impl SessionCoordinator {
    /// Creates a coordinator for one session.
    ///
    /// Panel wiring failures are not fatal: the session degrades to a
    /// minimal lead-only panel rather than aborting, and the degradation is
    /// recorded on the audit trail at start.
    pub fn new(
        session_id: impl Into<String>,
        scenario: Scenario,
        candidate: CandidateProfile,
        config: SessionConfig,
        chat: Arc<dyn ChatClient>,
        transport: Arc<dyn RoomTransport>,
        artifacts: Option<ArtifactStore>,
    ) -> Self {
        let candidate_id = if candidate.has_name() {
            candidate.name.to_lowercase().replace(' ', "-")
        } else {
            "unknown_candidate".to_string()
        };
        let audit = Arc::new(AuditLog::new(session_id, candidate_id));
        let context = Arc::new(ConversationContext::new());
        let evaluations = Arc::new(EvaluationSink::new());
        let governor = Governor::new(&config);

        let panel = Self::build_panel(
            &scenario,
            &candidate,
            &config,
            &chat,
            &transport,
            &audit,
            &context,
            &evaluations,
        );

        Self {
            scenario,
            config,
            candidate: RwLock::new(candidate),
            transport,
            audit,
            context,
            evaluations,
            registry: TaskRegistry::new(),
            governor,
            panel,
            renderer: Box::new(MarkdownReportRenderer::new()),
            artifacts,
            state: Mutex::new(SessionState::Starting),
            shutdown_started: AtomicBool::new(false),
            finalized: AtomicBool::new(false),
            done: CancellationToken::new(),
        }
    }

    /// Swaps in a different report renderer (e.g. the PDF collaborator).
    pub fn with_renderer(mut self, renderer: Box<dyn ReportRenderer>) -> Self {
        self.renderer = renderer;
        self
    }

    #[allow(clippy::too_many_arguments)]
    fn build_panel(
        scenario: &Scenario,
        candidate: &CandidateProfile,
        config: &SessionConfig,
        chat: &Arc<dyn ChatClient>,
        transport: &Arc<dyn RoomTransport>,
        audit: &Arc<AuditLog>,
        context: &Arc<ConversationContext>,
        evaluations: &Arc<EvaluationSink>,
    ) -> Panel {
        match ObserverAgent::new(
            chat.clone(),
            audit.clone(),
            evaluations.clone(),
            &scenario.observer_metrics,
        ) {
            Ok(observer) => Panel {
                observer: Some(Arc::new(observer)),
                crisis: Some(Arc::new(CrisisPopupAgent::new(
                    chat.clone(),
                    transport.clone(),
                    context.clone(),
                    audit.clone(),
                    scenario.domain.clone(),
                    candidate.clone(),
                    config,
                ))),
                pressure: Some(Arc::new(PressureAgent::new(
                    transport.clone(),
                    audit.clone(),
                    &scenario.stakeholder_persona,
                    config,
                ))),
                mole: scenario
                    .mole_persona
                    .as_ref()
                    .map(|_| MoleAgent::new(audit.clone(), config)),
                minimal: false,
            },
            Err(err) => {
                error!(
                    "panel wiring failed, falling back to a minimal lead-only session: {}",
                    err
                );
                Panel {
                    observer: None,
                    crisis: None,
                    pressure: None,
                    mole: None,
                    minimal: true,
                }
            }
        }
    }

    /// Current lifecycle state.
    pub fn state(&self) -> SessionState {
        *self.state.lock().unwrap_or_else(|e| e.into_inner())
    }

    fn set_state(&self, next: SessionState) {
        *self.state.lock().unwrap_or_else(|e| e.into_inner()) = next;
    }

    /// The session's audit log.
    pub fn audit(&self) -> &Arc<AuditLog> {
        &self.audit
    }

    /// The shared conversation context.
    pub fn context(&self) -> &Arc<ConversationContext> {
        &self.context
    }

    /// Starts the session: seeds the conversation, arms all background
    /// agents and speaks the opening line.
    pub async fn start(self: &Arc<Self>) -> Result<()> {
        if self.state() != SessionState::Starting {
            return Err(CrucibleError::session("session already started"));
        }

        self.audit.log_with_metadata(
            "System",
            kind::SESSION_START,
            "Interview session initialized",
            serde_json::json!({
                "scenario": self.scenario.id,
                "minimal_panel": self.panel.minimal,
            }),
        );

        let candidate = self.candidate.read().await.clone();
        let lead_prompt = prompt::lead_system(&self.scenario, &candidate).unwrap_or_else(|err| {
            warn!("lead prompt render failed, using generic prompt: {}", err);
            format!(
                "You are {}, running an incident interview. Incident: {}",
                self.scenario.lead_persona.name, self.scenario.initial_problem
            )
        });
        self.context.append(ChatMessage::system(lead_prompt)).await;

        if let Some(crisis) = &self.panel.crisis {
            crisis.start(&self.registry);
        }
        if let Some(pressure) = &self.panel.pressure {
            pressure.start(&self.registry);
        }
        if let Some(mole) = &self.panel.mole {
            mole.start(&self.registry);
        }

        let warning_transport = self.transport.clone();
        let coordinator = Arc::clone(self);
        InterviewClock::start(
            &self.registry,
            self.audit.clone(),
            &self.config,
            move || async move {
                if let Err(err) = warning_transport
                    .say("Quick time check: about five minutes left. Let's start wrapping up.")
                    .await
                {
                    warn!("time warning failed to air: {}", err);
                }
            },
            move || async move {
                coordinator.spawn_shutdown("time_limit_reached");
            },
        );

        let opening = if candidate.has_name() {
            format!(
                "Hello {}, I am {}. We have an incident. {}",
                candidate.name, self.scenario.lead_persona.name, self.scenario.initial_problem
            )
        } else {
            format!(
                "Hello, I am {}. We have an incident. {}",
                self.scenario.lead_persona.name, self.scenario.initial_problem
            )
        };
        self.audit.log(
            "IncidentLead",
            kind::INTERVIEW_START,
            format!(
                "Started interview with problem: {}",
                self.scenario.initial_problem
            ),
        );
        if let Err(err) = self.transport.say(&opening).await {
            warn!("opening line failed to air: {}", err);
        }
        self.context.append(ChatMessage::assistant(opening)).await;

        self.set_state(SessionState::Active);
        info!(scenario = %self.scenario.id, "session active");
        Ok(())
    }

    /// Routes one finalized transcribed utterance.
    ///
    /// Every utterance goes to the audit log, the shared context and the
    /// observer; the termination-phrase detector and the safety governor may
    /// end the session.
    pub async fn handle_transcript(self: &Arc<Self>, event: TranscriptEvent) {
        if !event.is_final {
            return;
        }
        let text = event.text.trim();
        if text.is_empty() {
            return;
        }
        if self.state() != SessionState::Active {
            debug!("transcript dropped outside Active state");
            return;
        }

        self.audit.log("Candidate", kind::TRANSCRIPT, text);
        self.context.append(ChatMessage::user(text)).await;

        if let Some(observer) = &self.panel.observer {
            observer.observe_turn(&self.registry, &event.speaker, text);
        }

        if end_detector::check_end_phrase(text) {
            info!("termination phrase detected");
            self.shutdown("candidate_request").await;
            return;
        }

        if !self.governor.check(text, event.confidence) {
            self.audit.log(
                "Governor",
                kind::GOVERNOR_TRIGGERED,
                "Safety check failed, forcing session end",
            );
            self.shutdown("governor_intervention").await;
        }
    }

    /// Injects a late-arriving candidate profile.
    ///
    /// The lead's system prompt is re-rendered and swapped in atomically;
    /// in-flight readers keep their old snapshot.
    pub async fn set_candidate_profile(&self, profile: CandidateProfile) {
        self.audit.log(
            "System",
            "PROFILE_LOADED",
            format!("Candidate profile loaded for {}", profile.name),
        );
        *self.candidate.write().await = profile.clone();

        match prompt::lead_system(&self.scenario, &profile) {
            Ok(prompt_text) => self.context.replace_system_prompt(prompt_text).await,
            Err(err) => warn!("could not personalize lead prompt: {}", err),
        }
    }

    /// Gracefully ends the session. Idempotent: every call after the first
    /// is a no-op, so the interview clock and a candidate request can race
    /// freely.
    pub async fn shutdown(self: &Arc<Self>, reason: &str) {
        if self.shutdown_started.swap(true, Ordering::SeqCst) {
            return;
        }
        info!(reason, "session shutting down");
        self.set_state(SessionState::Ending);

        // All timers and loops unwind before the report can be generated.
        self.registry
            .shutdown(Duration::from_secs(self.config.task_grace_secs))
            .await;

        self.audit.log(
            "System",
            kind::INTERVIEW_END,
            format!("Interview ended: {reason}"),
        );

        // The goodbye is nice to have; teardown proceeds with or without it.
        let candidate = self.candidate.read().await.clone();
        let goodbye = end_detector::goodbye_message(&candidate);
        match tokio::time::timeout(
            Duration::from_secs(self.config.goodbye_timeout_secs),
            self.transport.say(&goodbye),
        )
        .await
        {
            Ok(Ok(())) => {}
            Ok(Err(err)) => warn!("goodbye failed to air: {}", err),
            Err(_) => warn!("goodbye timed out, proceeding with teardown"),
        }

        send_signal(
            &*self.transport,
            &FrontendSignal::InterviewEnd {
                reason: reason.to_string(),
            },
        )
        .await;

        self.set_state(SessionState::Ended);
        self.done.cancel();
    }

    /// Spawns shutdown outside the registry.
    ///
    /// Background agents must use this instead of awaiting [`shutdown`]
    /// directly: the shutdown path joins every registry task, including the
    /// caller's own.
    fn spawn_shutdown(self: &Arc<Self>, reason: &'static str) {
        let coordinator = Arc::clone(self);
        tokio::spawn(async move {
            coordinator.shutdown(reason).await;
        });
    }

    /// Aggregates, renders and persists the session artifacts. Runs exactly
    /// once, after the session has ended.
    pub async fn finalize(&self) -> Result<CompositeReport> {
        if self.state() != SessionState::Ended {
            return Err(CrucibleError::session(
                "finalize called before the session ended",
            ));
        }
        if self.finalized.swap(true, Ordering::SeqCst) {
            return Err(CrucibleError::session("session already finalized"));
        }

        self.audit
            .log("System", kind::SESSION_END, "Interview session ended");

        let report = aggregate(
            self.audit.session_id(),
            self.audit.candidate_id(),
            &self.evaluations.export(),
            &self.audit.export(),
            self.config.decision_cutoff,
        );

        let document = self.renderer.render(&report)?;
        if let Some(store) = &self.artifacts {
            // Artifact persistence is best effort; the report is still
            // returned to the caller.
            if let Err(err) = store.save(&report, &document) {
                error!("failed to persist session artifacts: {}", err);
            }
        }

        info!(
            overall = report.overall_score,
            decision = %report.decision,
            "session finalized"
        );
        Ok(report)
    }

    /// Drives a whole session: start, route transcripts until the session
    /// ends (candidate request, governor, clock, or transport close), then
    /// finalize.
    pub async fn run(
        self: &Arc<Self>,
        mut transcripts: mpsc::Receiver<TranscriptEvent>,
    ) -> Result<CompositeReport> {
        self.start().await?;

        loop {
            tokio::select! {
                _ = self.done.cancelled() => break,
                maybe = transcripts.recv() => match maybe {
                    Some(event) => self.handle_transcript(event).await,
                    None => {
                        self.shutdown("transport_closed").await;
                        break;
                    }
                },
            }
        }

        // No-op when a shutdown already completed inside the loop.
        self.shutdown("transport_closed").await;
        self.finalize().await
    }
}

..........

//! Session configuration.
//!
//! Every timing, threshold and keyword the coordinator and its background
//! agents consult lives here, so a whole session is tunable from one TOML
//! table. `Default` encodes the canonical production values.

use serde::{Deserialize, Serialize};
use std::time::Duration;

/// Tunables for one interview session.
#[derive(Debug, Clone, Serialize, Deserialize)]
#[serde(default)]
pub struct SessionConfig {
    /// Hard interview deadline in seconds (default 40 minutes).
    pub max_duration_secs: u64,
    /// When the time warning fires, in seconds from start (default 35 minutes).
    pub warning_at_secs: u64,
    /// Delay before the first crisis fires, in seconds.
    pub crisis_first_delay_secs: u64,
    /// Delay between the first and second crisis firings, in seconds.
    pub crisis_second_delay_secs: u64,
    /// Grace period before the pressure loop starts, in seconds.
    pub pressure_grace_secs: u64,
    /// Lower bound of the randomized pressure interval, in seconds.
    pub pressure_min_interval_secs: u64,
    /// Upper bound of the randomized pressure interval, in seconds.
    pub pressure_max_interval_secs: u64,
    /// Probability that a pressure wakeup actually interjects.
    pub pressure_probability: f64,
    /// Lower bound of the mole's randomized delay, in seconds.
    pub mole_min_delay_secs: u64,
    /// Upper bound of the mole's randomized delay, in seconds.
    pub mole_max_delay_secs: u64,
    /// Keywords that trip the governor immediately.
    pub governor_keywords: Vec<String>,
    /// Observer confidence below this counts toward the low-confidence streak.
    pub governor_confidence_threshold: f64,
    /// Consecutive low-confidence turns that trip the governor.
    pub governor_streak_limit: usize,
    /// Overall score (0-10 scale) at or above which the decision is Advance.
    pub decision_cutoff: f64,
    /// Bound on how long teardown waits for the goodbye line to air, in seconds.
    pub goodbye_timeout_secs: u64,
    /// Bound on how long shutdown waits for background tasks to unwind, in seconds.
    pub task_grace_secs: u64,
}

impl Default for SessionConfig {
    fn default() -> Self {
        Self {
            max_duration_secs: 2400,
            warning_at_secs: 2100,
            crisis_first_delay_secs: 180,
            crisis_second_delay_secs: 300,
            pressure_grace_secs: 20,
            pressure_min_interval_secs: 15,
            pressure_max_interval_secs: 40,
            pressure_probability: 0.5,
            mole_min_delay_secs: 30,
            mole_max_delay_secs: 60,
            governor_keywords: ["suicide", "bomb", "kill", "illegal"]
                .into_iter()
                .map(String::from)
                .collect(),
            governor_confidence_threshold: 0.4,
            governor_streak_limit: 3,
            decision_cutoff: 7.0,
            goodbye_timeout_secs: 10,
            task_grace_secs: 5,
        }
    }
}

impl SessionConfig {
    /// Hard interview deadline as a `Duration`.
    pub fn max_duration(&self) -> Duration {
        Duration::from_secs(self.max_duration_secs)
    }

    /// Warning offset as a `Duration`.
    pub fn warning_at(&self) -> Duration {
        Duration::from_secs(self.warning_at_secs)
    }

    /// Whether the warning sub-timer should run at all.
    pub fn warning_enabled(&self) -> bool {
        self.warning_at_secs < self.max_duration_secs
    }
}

..........

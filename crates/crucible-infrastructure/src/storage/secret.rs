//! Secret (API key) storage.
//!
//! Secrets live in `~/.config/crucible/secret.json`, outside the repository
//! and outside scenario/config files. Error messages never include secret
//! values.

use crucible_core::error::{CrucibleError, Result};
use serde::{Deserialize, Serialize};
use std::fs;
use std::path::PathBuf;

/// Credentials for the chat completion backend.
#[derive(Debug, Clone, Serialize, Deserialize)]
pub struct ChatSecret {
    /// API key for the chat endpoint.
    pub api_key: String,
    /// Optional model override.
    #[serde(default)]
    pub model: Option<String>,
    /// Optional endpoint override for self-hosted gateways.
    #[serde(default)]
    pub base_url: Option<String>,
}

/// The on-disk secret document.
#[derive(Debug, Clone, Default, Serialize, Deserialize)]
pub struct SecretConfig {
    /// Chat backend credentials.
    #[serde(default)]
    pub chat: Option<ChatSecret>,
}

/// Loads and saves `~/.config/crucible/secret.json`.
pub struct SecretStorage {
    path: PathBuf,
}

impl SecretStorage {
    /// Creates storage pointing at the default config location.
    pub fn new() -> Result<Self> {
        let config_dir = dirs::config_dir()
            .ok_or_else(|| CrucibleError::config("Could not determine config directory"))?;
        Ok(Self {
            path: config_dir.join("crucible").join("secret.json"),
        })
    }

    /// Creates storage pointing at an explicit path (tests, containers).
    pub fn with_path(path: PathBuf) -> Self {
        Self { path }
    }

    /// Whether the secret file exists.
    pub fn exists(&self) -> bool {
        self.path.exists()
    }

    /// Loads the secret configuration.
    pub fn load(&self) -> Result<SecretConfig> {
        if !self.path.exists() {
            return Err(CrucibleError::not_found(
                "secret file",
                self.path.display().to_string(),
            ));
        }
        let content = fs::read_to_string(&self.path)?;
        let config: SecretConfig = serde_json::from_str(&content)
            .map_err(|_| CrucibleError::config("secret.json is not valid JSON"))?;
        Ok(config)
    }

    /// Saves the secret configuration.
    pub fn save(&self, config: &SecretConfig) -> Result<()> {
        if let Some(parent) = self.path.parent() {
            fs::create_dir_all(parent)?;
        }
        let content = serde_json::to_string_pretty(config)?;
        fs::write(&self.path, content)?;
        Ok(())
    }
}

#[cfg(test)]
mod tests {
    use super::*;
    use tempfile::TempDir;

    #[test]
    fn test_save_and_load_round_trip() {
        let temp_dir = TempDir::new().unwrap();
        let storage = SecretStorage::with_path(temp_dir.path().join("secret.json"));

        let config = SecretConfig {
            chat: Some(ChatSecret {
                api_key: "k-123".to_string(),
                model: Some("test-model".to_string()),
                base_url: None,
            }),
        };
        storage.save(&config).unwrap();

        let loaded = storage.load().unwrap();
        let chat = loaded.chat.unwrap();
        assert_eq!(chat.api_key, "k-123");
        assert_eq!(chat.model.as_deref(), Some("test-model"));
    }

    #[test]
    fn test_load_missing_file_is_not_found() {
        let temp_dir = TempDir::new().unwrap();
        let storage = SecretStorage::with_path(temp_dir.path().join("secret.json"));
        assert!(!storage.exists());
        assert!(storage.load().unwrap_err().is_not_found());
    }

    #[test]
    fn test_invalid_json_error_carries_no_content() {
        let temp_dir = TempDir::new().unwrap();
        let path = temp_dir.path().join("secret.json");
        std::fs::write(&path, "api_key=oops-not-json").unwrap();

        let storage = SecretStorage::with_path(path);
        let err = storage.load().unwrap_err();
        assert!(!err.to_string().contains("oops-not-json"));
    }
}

..........

To do
Each line holding "CrucibleError" in the records should be copied out.

Answer to the problem
            return Err(CrucibleError::session("session already started"));
            return Err(CrucibleError::session(
            return Err(CrucibleError::session("session already finalized"));
use crucible_core::error::{CrucibleError, Result};
            .ok_or_else(|| CrucibleError::config("Could not determine config directory"))?;
            return Err(CrucibleError::not_found(
            .map_err(|_| CrucibleError::config("secret.json is not valid JSON"))?;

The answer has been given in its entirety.